EXERCISE:
Your answer should be one number: how many lines below hold the word "println".

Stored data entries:

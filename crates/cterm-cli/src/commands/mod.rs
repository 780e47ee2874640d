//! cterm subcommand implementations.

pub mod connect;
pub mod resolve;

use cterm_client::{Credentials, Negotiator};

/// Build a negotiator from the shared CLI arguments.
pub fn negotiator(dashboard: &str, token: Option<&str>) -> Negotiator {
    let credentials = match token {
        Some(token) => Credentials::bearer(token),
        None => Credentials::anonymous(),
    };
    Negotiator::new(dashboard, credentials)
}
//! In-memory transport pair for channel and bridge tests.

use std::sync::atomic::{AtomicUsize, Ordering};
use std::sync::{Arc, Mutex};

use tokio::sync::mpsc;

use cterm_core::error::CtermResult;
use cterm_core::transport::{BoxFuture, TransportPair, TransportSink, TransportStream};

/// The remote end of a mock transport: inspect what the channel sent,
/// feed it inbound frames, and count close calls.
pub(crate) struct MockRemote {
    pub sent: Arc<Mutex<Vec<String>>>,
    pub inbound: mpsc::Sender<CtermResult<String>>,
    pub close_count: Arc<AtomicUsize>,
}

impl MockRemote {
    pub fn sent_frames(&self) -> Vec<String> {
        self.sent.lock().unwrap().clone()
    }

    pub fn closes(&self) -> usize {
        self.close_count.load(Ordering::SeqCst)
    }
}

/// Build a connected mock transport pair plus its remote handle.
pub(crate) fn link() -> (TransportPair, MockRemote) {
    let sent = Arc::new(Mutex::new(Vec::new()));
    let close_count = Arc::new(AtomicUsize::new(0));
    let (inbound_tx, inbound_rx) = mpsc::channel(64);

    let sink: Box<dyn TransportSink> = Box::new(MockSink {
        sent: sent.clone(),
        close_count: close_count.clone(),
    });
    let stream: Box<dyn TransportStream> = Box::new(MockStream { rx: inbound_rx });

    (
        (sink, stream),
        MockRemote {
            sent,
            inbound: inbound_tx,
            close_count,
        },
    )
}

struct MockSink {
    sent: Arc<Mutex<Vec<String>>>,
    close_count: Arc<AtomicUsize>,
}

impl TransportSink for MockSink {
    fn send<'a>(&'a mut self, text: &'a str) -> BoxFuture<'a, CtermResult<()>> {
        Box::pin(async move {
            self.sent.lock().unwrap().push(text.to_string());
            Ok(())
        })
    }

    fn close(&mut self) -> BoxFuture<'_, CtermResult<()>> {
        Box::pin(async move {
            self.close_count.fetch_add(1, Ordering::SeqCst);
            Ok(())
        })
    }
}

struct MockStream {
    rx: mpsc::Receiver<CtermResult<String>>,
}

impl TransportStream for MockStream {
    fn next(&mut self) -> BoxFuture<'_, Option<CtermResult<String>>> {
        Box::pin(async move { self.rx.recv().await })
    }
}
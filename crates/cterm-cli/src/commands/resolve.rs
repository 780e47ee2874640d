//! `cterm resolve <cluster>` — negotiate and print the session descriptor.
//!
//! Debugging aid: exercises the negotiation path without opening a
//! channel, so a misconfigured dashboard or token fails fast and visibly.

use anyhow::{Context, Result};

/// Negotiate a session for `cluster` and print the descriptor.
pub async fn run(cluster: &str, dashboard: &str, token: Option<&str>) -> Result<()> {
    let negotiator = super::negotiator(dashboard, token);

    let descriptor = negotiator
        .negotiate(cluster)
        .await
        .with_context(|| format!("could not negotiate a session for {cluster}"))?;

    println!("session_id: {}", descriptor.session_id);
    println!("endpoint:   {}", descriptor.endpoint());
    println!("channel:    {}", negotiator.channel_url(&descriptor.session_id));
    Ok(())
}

SOLUTION TO THIS PROBLEM:
3